Stored data entries
━━━━

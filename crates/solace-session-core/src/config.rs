//! Factory record files.
//!
//! A factory record is stored as pretty-printed JSON, by default at
//! `~/.config/solace-session/factory.json`:
//!
//! ```json
//! {
//!   "type": "basic_auth",
//!   "host": "tcp://broker:55555",
//!   "username": "writer",
//!   "password": "",
//!   "vpnName": "default",
//!   "retry": { "connectRetries": 3, "reconnectRetries": 3, "reconnectRetryWaitMs": 3000 },
//!   "settings": { "queue": "orders", "submissionMode": "HIGHER_THROUGHPUT" }
//! }
//! ```
//!
//! Secrets can be kept out of the file: `SOLACE_SESSION_PASSWORD` replaces
//! the stored password after loading.

use std::fs;
use std::path::{Path, PathBuf};

use thiserror::Error;

use crate::factory::FactoryRecord;

pub const PASSWORD_ENV_VAR: &str = "SOLACE_SESSION_PASSWORD";

#[derive(Error, Debug)]
pub enum ConfigError {
    #[error("IO error: {0}")]
    Io(#[from] std::io::Error),

    #[error("JSON error: {0}")]
    Json(#[from] serde_json::Error),

    #[error("Factory config not found: {}", .0.display())]
    NotFound(PathBuf),

    #[error("Home directory not set")]
    HomeNotSet,
}

/// Load a factory record from disk.
pub fn load_record(path: &Path) -> Result<FactoryRecord, ConfigError> {
    if !path.exists() {
        return Err(ConfigError::NotFound(path.to_path_buf()));
    }

    let contents = fs::read_to_string(path)?;
    let record: FactoryRecord = serde_json::from_str(&contents)?;
    log::debug!("Loaded {} factory from {}", record.kind(), path.display());
    Ok(record)
}

/// Save a factory record to disk.
///
/// Writes to `<path>.tmp` first and renames over the target, so an
/// interrupted save never leaves a truncated record behind.
pub fn save_record(path: &Path, record: &FactoryRecord) -> Result<(), ConfigError> {
    if let Some(parent) = path.parent() {
        fs::create_dir_all(parent)?;
    }

    let mut temp_path = path.as_os_str().to_owned();
    temp_path.push(".tmp");
    let temp_path = PathBuf::from(temp_path);

    let json = serde_json::to_string_pretty(record)?;
    fs::write(&temp_path, json)?;
    fs::rename(&temp_path, path)?;

    Ok(())
}

/// Apply environment overrides to a loaded record.
pub fn apply_env_overrides(record: &mut FactoryRecord) {
    apply_password_override(record, std::env::var(PASSWORD_ENV_VAR).ok());
}

fn apply_password_override(record: &mut FactoryRecord, password: Option<String>) {
    match record {
        FactoryRecord::BasicAuth(factory) => {
            if let Some(password) = password.filter(|p| !p.is_empty()) {
                factory.set_password(password);
            }
            if !factory.has_password() {
                log::warn!(
                    "No password configured for {}; set {} or add it to the config file",
                    factory.username(),
                    PASSWORD_ENV_VAR
                );
            }
        }
    }
}

#[cfg(test)]
mod tests {
    use super::*;
    use crate::destination::Queue;
    use crate::factory::{BasicAuthSessionServiceFactory, SessionServiceFactory};
    use crate::submission::SubmissionMode;
    use crate::test_env::with_vars;
    use tempfile::tempdir;

    fn create_test_record(password: &str) -> FactoryRecord {
        let mut factory = BasicAuthSessionServiceFactory::builder()
            .host("tcp://broker:55555")
            .username("writer")
            .password(password)
            .build()
            .unwrap();
        factory.set_queue(Queue::new("orders").unwrap()).unwrap();
        factory.set_submission_mode(SubmissionMode::HigherThroughput);
        factory.into()
    }

    #[test]
    fn save_and_load_record() {
        let dir = tempdir().unwrap();
        let path = dir.path().join("factory.json");
        let record = create_test_record("pw");

        save_record(&path, &record).unwrap();
        let loaded = load_record(&path).unwrap();

        assert_eq!(loaded, record);
    }

    #[test]
    fn save_creates_parent_dirs() {
        let dir = tempdir().unwrap();
        let path = dir.path().join("nested").join("deeper").join("factory.json");

        save_record(&path, &create_test_record("pw")).unwrap();

        assert!(path.exists());
        assert!(!dir.path().join("nested/deeper/factory.json.tmp").exists());
    }

    #[test]
    fn save_overwrites_existing_record() {
        let dir = tempdir().unwrap();
        let path = dir.path().join("factory.json");

        save_record(&path, &create_test_record("old")).unwrap();
        save_record(&path, &create_test_record("new")).unwrap();

        assert_eq!(load_record(&path).unwrap(), create_test_record("new"));
    }

    #[test]
    fn load_missing_file_is_not_found() {
        let dir = tempdir().unwrap();
        let path = dir.path().join("missing.json");

        match load_record(&path).unwrap_err() {
            ConfigError::NotFound(p) => assert_eq!(p, path),
            other => panic!("Expected NotFound, got {other:?}"),
        }
    }

    #[test]
    fn load_invalid_json_is_json_error() {
        let dir = tempdir().unwrap();
        let path = dir.path().join("factory.json");
        fs::write(&path, "{ not json").unwrap();

        assert!(matches!(load_record(&path), Err(ConfigError::Json(_))));
    }

    #[test]
    fn password_override_replaces_stored_password() {
        let mut record = create_test_record("from-file");
        apply_password_override(&mut record, Some("from-env".to_string()));
        assert_eq!(record, create_test_record("from-env"));
    }

    #[test]
    fn empty_password_override_is_ignored() {
        let mut record = create_test_record("from-file");
        apply_password_override(&mut record, Some(String::new()));
        assert_eq!(record, create_test_record("from-file"));

        apply_password_override(&mut record, None);
        assert_eq!(record, create_test_record("from-file"));
    }

    #[test]
    fn env_override_reads_password_variable() {
        let mut record = create_test_record("from-file");
        with_vars(&[(PASSWORD_ENV_VAR, Some("from-env"))], || {
            apply_env_overrides(&mut record);
        });
        assert_eq!(record, create_test_record("from-env"));
    }

    #[test]
    fn env_override_without_variable_keeps_password() {
        let mut record = create_test_record("from-file");
        with_vars(&[(PASSWORD_ENV_VAR, None)], || {
            apply_env_overrides(&mut record);
        });
        assert_eq!(record, create_test_record("from-file"));
    }

    #[test]
    fn not_found_displays_path() {
        let err = ConfigError::NotFound(PathBuf::from("/etc/factory.json"));
        assert!(err.to_string().contains("/etc/factory.json"));
    }
}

━━━━

Wherever the word "Some" occurs in the data above, copy the line it sits in.

> PROBLEM SOLUTION:
    if let Some(parent) = path.parent() {
            if let Some(password) = password.filter(|p| !p.is_empty()) {
        apply_password_override(&mut record, Some("from-env".to_string()));
        apply_password_override(&mut record, Some(String::new()));
        with_vars(&[(PASSWORD_ENV_VAR, Some("from-env"))], || {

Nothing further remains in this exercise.